* _WHAT THE EXERCISE ASKS_: Copy, exactly and without additions, every line in the records below from the one holding "SQLite-backed repository for" through the one holding "impl Repository<Product> for", both ends included.
********
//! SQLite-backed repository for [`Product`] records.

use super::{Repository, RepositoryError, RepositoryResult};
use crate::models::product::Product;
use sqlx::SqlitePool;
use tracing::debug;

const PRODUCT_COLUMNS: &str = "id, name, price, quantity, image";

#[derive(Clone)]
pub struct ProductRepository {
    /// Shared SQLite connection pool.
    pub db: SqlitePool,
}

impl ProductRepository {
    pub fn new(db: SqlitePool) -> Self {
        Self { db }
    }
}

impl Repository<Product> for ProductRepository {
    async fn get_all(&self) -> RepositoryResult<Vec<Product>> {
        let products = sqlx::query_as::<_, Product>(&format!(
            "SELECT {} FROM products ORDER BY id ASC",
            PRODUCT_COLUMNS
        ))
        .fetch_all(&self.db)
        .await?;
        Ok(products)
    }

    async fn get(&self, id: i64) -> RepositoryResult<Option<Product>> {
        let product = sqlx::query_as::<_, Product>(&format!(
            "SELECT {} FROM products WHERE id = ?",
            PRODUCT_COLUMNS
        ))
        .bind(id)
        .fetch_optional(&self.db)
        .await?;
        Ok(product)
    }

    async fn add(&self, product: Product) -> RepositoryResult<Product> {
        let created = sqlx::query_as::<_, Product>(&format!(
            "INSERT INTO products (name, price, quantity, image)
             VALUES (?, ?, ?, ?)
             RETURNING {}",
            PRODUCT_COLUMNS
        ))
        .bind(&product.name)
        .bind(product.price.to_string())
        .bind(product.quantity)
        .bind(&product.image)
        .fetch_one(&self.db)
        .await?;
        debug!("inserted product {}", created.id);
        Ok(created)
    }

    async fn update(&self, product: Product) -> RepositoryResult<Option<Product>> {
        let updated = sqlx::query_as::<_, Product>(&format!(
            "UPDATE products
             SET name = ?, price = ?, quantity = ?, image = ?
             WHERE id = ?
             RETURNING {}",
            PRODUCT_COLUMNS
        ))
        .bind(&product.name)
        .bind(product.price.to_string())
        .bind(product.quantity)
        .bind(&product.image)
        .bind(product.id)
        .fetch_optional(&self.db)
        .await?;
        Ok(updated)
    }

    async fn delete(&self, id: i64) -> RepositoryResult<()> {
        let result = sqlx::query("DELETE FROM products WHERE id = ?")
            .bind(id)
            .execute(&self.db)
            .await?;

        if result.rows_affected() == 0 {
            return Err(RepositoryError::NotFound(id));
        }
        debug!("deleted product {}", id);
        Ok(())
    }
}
********
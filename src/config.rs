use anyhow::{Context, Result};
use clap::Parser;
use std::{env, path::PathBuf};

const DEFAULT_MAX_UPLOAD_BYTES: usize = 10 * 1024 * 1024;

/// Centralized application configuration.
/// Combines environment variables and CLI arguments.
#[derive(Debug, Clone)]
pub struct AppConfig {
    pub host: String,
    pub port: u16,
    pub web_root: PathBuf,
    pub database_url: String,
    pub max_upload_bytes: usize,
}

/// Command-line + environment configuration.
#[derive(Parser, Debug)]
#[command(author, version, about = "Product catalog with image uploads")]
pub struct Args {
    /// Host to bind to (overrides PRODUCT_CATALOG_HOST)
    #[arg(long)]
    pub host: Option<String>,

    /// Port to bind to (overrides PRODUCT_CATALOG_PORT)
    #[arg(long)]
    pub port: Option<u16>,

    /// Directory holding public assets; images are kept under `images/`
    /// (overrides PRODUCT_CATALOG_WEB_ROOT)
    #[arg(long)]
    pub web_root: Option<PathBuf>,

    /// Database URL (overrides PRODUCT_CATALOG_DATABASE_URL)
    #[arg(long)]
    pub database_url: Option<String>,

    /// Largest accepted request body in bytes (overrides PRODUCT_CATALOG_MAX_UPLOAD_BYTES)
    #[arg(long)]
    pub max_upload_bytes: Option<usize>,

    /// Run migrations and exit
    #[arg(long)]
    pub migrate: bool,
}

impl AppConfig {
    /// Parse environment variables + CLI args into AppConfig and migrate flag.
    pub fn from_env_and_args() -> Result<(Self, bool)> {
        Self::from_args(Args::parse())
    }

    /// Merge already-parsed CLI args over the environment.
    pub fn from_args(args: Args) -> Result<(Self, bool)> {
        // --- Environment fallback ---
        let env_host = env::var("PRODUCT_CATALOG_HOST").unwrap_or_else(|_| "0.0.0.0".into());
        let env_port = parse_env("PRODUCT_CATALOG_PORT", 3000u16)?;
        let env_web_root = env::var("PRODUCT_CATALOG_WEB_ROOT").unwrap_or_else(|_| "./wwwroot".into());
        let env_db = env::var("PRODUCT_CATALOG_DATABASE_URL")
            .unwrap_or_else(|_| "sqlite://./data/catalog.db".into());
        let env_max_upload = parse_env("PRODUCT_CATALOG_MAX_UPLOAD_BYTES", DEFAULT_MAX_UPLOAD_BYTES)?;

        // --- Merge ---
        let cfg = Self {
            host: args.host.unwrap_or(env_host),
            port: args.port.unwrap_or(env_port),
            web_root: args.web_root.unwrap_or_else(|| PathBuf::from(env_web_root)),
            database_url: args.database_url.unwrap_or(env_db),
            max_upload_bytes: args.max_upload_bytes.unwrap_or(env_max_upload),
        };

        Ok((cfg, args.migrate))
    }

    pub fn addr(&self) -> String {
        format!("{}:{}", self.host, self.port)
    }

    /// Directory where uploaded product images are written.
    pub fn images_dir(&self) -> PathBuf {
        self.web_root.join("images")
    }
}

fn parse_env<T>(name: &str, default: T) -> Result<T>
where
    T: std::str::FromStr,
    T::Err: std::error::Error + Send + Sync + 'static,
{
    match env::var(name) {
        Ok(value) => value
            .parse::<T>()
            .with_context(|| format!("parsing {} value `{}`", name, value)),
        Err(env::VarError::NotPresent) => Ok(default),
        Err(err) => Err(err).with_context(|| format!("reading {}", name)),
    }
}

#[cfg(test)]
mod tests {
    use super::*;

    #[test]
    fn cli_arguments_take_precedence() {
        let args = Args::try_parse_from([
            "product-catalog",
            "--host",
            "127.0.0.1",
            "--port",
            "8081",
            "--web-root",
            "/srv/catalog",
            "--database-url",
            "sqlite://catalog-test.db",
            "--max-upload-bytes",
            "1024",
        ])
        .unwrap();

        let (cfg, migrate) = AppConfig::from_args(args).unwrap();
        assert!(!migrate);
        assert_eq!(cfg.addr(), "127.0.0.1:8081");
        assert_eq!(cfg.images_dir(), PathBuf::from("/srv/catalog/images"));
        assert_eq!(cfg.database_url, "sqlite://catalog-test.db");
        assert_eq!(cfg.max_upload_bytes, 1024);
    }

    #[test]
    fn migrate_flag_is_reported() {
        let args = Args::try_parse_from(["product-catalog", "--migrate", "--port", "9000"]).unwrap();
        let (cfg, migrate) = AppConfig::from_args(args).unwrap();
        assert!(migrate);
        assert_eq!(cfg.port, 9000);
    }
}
********
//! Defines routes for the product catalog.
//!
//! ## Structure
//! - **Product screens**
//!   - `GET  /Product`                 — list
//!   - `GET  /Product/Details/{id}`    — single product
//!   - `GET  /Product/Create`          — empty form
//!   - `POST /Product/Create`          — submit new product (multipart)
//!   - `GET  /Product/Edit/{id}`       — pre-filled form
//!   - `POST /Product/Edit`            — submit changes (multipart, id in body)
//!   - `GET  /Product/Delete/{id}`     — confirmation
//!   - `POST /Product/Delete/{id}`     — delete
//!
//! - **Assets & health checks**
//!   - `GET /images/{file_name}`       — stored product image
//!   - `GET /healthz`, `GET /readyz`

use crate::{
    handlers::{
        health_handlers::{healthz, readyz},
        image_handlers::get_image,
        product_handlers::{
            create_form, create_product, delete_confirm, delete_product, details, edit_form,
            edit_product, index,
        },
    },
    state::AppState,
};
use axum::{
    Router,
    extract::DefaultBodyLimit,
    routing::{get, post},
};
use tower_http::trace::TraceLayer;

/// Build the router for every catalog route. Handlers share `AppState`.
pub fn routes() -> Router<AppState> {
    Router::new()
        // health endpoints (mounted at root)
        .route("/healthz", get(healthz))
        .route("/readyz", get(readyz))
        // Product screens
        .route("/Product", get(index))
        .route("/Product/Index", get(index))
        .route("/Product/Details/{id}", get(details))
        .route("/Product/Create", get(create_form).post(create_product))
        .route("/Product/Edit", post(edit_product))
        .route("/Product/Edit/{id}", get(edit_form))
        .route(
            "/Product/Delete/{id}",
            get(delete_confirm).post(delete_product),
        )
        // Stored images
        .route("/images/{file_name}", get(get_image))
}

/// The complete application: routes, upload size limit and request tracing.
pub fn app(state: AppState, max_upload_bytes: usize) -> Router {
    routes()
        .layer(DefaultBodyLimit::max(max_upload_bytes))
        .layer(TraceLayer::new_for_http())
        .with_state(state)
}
********
* _OUTPUT BELOW_:
//! SQLite-backed repository for [`Product`] records.

use super::{Repository, RepositoryError, RepositoryResult};
use crate::models::product::Product;
use sqlx::SqlitePool;
use tracing::debug;

const PRODUCT_COLUMNS: &str = "id, name, price, quantity, image";

#[derive(Clone)]
pub struct ProductRepository {
    /// Shared SQLite connection pool.
    pub db: SqlitePool,
}

impl ProductRepository {
    pub fn new(db: SqlitePool) -> Self {
        Self { db }
    }
}

impl Repository<Product> for ProductRepository {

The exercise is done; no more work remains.